A rilanciare tali faccende, e le loro conseguenti palpitazioni, arriva finalmente in traduzione italiana un volumone che raccoglie i due seminari sul linguaggio dell’amore che Barthes tenne a Parigi dal ‘74 al ‘76, dal quale è possibile cogliere la genesi dei Frammenti: con le indecisioni, i ritorni e gli abbandoni, la condivisione e le ritrosie che caratterizzano il lavoro dell’autore di opere celebri come Miti d’oggi o L’impero dei segni. L’interesse del volume, Il discorso amoroso (introduzione, traduzione e cura di Augusto Ponzio) deriva anche dal fatto che contiene molte pagine inedite, che erano presenti nel manoscritto dei Frammenti e che Barthes decise di eliminare nella versione a stampa. Si tratta di venti nuove figure del discorso amoroso (Il confidente, Doppiezze, Verso l’infanzia, Nella disperazione, L’iniziazione, L’amore reciproco…), più una lunga postfazione che illustra il metodo di questa curiosa collazione, le fasi del lavoro, la struttura del volume, nonché le ragioni di un corpus eteroclito che, sotto la guida del Werther goethiano e dell’onnipresente Nietzsche, raccoglie testi filosofico-letterari ed esegesi psicanalitiche, ma anche aneddoti Zen, ricordi personali, confidenze amicali.

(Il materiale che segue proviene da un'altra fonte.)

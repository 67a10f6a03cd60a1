#![allow(dead_code)]

use axum::Router;
use axum::body::Body;
use axum::http::{HeaderMap, Request, StatusCode};
use bytes::Bytes;
use serde::Serialize;
use std::collections::BTreeMap;
use std::sync::Arc;
use taskometer_server::storage::{
    Blob, BlobStore, ObjectStoreBlobStore, ObjectVersion, StorageError, WriteCondition,
};
use taskometer_server::web::AppState;
use tower::ServiceExt;

mockall::mock! {
    pub Store {}

    #[async_trait::async_trait]
    impl BlobStore for Store {
        async fn get(&self, key: &str) -> Result<Blob, StorageError>;
        async fn put(&self, key: &str, body: Bytes) -> Result<ObjectVersion, StorageError>;
        async fn put_if(
            &self,
            key: &str,
            body: Bytes,
            condition: WriteCondition,
        ) -> Result<ObjectVersion, StorageError>;
        async fn list(&self, prefix: &str) -> Result<Vec<String>, StorageError>;
        async fn delete(&self, key: &str) -> Result<(), StorageError>;
        async fn check_bucket(&self) -> Result<(), StorageError>;
    }
}

/// A storage failure as the backend would report an unreachable bucket.
pub fn backend_error() -> StorageError {
    StorageError::Backend(object_store::Error::Generic {
        store: "test",
        source: "connection refused".into(),
    })
}

/// State backed by a fresh in-memory object store.
pub fn in_memory_state() -> Arc<AppState> {
    // Allow multiple calls to init for tests.
    let _ = tracing_subscriber::fmt().try_init();
    Arc::new(AppState::new(Arc::new(ObjectStoreBlobStore::in_memory())))
}

/// State backed by the given mock store.
pub fn mock_state(store: MockStore) -> Arc<AppState> {
    let _ = tracing_subscriber::fmt().try_init();
    Arc::new(AppState::new(Arc::new(store)))
}

pub fn json_request(method: &str, uri: &str, body: &serde_json::Value) -> Request<Body> {
    Request::builder()
        .method(method)
        .uri(uri)
        .header("content-type", "application/json")
        .body(Body::from(body.to_string()))
        .unwrap()
}

pub fn empty_request(method: &str, uri: &str) -> Request<Body> {
    Request::builder()
        .method(method)
        .uri(uri)
        .body(Body::empty())
        .unwrap()
}

/// Status, headers and decoded JSON body of a response.
pub struct TestResponse {
    pub status: StatusCode,
    pub headers: HeaderMap,
    pub body: serde_json::Value,
}

pub async fn send(app: &Router, request: Request<Body>) -> TestResponse {
    let response = app.clone().oneshot(request).await.unwrap();

    let status = response.status();
    let headers = response.headers().clone();
    let body = axum::body::to_bytes(response.into_body(), usize::MAX)
        .await
        .unwrap();
    let body = serde_json::from_slice(&body)
        .unwrap_or_else(|_| serde_json::Value::String(String::from_utf8_lossy(&body).into()));

    TestResponse {
        status,
        headers,
        body,
    }
}

/// HTTP response snapshot for testing endpoints.
#[derive(Debug, Serialize)]
pub struct HttpResponseSnapshot {
    test_context: String,
    status: u16,
    headers: BTreeMap<String, String>,
    body: serde_json::Value,
}

impl HttpResponseSnapshot {
    pub fn new(response: &TestResponse, test_context: &str) -> Self {
        Self {
            test_context: test_context.to_string(),
            status: response.status.as_u16(),
            headers: filter_variable_headers(&response.headers),
            body: response.body.clone(),
        }
    }
}

/// Filter out variable headers from response headers for snapshot testing.
fn filter_variable_headers(headers: &HeaderMap) -> BTreeMap<String, String> {
    let variable_headers = ["date", "content-length", "x-request-id", "vary"];

    headers
        .iter()
        .filter_map(|(name, value)| {
            let name_str = name.as_str().to_lowercase();
            if variable_headers.contains(&name_str.as_str()) {
                None
            } else {
                value.to_str().ok().map(|v| (name_str, v.to_string()))
            }
        })
        .collect()
}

Due sembrano essere i temi su cui Barthes più insiste in queste nuove pagine. Il primo è quello del ruolo primario del Libro d’Amore nella costituzione del sentimento amoroso: se i migliori trattati sull’amore sono romanzi, dice Barthes, è forse perché leggere storie d’amore e viverle nei fatti sono la stessa cosa. Come ben mostra l’esperienza del «libro galeotto» che unisce Paolo a Francesca, invano imitata da Werther, il quale prova a leggere i versi di Ossian a Carlotta sperando in un esito analogo a quello dei personaggi danteschi. Il secondo tema è quello della melodrammaticità, del gioco infinito dei ruoli sociali e del loro ribaltamento cui è continuamente sottoposto l’innamorato: il disperato, il piangente, l’iniziato, il puer senilis sono altrettante cariche che il soggetto amoroso è costretto a interpretare, ma che in qualche modo lo costituiscono come essere al tempo stesso sociale e intimo, logorroico e spasimante.